WORK ORDER: Collect all lines below with the string "defaults".

EXERCISE DATA:
────────────────────────────────────────

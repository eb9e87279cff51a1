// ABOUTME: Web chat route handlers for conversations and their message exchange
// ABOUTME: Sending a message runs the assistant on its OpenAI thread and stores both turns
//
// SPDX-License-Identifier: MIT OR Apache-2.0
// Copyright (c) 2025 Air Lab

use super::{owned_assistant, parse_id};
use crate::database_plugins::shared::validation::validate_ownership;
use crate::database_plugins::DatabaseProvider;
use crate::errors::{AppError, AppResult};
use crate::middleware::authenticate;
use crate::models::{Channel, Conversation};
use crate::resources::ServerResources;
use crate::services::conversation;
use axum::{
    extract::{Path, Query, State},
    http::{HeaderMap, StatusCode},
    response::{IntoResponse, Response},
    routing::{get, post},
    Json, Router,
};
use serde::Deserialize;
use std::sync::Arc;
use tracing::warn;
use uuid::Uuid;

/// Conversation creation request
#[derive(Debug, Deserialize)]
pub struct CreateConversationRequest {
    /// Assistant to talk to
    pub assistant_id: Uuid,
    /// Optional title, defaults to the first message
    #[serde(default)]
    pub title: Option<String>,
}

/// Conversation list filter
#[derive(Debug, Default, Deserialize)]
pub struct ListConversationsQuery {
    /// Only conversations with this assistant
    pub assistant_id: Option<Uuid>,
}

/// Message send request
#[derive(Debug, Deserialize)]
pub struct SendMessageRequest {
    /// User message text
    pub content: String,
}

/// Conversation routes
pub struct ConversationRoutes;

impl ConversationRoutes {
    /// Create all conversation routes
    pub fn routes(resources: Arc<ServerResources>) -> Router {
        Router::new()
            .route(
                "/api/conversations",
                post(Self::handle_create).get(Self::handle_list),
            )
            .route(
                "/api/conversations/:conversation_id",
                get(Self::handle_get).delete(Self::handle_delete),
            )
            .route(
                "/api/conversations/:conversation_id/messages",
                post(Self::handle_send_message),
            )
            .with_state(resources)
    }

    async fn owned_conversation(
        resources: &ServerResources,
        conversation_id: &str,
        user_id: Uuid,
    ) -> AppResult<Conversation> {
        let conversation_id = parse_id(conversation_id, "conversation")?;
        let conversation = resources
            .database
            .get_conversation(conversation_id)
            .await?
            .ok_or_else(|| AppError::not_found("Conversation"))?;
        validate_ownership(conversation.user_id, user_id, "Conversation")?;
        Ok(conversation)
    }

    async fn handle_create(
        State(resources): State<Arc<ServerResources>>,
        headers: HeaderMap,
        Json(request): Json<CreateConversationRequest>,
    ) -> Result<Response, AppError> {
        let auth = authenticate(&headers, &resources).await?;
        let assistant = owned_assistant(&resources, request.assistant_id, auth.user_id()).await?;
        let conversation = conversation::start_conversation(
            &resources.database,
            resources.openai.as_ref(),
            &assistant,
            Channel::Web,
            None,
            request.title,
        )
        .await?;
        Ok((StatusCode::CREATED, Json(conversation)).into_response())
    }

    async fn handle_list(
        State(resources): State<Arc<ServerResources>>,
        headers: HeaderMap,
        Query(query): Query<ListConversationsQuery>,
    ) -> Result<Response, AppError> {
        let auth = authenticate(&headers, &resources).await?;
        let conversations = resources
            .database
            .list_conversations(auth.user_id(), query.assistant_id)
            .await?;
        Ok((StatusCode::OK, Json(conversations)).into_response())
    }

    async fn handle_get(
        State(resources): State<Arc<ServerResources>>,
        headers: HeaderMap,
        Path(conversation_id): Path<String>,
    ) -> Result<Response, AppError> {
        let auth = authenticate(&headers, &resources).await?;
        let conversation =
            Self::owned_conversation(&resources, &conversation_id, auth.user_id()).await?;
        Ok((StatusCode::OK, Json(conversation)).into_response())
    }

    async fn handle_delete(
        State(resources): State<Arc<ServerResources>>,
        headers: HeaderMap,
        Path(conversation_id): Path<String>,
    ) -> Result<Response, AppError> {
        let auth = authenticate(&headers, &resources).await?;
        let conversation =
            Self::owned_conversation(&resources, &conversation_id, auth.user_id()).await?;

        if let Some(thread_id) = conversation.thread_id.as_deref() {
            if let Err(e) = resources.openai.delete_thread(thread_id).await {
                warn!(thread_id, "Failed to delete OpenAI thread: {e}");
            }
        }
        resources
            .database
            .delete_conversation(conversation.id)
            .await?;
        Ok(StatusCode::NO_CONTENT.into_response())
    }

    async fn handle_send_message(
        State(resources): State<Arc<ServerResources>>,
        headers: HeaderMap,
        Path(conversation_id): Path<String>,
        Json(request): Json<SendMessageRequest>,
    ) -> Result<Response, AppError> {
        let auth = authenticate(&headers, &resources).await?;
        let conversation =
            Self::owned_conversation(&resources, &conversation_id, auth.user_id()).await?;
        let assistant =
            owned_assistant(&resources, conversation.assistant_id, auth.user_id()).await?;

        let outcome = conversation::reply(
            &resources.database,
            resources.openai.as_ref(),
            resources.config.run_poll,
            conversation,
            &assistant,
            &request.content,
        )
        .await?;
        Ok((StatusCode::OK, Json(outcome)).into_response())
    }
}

────────────────────────────────────────

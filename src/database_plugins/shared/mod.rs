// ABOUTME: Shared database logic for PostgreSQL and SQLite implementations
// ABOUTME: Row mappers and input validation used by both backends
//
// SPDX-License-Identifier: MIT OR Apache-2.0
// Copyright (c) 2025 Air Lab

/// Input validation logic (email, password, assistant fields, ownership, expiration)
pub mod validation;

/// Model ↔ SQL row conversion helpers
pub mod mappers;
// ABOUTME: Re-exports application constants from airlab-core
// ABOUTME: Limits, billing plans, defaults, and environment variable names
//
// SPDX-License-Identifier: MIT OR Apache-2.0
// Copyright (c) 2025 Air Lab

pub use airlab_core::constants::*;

────────────────────────────────────────

ANSWER TO THIS EXERCISE:
    /// Optional title, defaults to the first message
// ABOUTME: Limits, billing plans, defaults, and environment variable names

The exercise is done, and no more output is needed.